Jedenfalls betreten wir hier ein sehr problematisches Gebiet, um nicht zu sagen: „vermintes Gelände“. Das Arbeitsrecht aller westlichen Länder wird zunehmend von Grundsätzen der postmodernen Ideologie des „Wokismus“ geprägt, die mit Gleichstel­lungsverpflichtungen und Minderheitenquoten nicht nur die Arbeitsfähigkeit jedes nicht von Staatssubventionen abhängigen Betriebs gefährden, sondern auch in immer stärkeren Gegensatz zu Glaubensgrundsätzen der Religion führen. In Deutschland wird in entsprechenden Kreisen immer intensiver darüber nachgedacht, ob man nicht per Gleichstellungsgesetz und Antidiskriminierungsgebot den Zugang zum Frauenpriester­tum ertrotzen könne – von Wegen „Autonomie“ der Religionsgemeinschaften.

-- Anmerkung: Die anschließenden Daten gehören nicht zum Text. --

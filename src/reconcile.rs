use crate::desired::DesiredStreamSpec;
use crate::error::Result;
use crate::identity::IdGenerator;
use crate::models::RemoteStream;
use std::collections::HashSet;

/// A desired stream together with its derived identifier.
#[derive(Debug, Clone, PartialEq)]
pub struct PlannedStream {
    pub stream_id: String,
    pub spec: DesiredStreamSpec,
}

#[derive(Debug, Clone, Default, PartialEq)]
pub struct ReconciliationResult {
    /// In the order the specs were given.
    pub to_create: Vec<PlannedStream>,
    pub to_skip: Vec<String>,
}

/// Split `desired` into streams already on the server and streams to create,
/// matching on derived stream ID.
///
/// Duplicate codes in `desired` are planned once; later duplicates are skipped.
pub fn reconcile(
    desired: Vec<DesiredStreamSpec>,
    inventory: &[RemoteStream],
    ids: &IdGenerator,
) -> Result<ReconciliationResult> {
    let existing: HashSet<&str> = inventory.iter().map(|s| s.stream_id.as_str()).collect();
    let mut planned: HashSet<String> = HashSet::new();
    let mut result = ReconciliationResult::default();

    for spec in desired {
        let stream_id = ids.derive(&spec.code)?;
        if existing.contains(stream_id.as_str()) || planned.contains(&stream_id) {
            tracing::debug!("{} already exists, skipping", stream_id);
            result.to_skip.push(stream_id);
            continue;
        }
        planned.insert(stream_id.clone());
        result.to_create.push(PlannedStream { stream_id, spec });
    }

    tracing::info!(
        "Reconciled: {} to create, {} already present",
        result.to_create.len(),
        result.to_skip.len()
    );
    Ok(result)
}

Die Problematik der Berufung auf staatliche Rechtsvorschriften ist die eine Seite, auf der anderen Seite steht die gerade im bergoglianischen Pontifikat immer stärker sichtbar gewordene Tendenz, das Kirchenrecht immer stärker der Willkür kirchenpolitischer Entscheidungen zu unterwerfen. Franziskus macht ja nicht nur in der Liturgie und in der Lehre, was ihm gerade einfällt. Er ernennt und entlässt auch Bischöfe und andere Amts­trä­ger ohne Einhaltung der dafür vorgesehenen Regeln und hat auch seine Behörden so eingerichtet, daß sie nicht mehr nach Regeln, sondern nach dem Wink seiner Hand tätig werden. Und dann wird auch schon einmal der von Amts wegen unzuständige Bischofs­präfekt Ouellet zur Visitation in eine der Ordenkongregation unterstehende Schwestern­gemeinschaft geschickt. Staatlicher Regulierungswahn auf der einen, kirchliche Anarchie auf der anderen Seite.

Kann es unter diesen Umständen Aufgabe der weltlichen Gerichtsbarkeit sein, kirchliche Fehlleistungen zu korrigieren? Zumal das Vertrauen, das diese Gerichtsbarkeit dazu im Stande sein könnte, durch die fortschreitende „Wokisierung“ längst untergraben ist.